*PROBLEM TO SOLVE*. Scan the records that follow, and whenever a line has the word "returned", copy it.

*WORKING DATA*.
= Beginning of Section =

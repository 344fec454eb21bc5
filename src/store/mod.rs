//! CP Store: durable, transactional state for sessions, jobs, results, and
//! approvals.
//!
//! `CpStore` is a trait so the orchestration logic in `worker`/`gateway` is
//! storage-agnostic; `SqliteStore` is the one production implementation.

mod sqlite;

pub use sqlite::SqliteStore;

use async_trait::async_trait;
use uuid::Uuid;

use crate::error::StoreError;
use crate::model::{Approval, Job, JobResult, JobType, Session};

/// Outcome of a completed job, as reported by a worker.
#[derive(Debug, Clone, Copy, PartialEq, Eq)]
pub enum Outcome {
    Succeeded,
    Failed,
}

#[async_trait]
pub trait CpStore: Send + Sync {
    async fn create_session(&self) -> Result<Session, StoreError>;

    async fn authenticate(&self, session_id: Uuid, token: &str) -> Result<bool, StoreError>;

    /// Returns `(job_id, created)`. `created = false` means an existing
    /// non-terminal job with the same `dedupe_key` was returned instead.
    async fn submit_job(
        &self,
        dedupe_key: &str,
        job_type: JobType,
        allowed_roots: Vec<String>,
        params: serde_json::Value,
        approval_token: Option<String>,
    ) -> Result<(Uuid, bool), StoreError>;

    async fn claim_next_job(
        &self,
        worker_id: &str,
        now_ms: i64,
        lease_ms: i64,
    ) -> Result<Option<Job>, StoreError>;

    async fn renew_lease(
        &self,
        job_id: Uuid,
        worker_id: &str,
        now_ms: i64,
        lease_ms: i64,
    ) -> Result<(), StoreError>;

    async fn complete_job(
        &self,
        job_id: Uuid,
        worker_id: &str,
        outcome: Outcome,
        result: Option<(Vec<u8>, String)>,
        error_message: Option<String>,
    ) -> Result<(), StoreError>;

    async fn get_job(&self, job_id: Uuid) -> Result<Job, StoreError>;

    async fn get_result(&self, job_id: Uuid) -> Result<JobResult, StoreError>;

    async fn list_jobs(&self, limit: i64) -> Result<Vec<Job>, StoreError>;

    /// Mint an approval bound to `plan_job_id`'s current result. `expected_hash`
    /// is recomputed from the stored result and must match, or `HashMismatch`
    /// is returned; this is the Gateway committing to the plan bytes it just
    /// read, not trusting a caller-supplied hash blindly.
    async fn mint_approval(
        &self,
        plan_job_id: Uuid,
        expected_hash: [u8; 32],
        ttl_ms: i64,
        now_ms: i64,
    ) -> Result<Approval, StoreError>;

    async fn consume_approval(
        &self,
        token: &str,
        expected_plan_job_id: Uuid,
        now_ms: i64,
    ) -> Result<Approval, StoreError>;
}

= End of Section =

*TASK SOLUTION*.
    /// non-terminal job with the same `dedupe_key` was returned instead.
    /// is returned; this is the Gateway committing to the plan bytes it just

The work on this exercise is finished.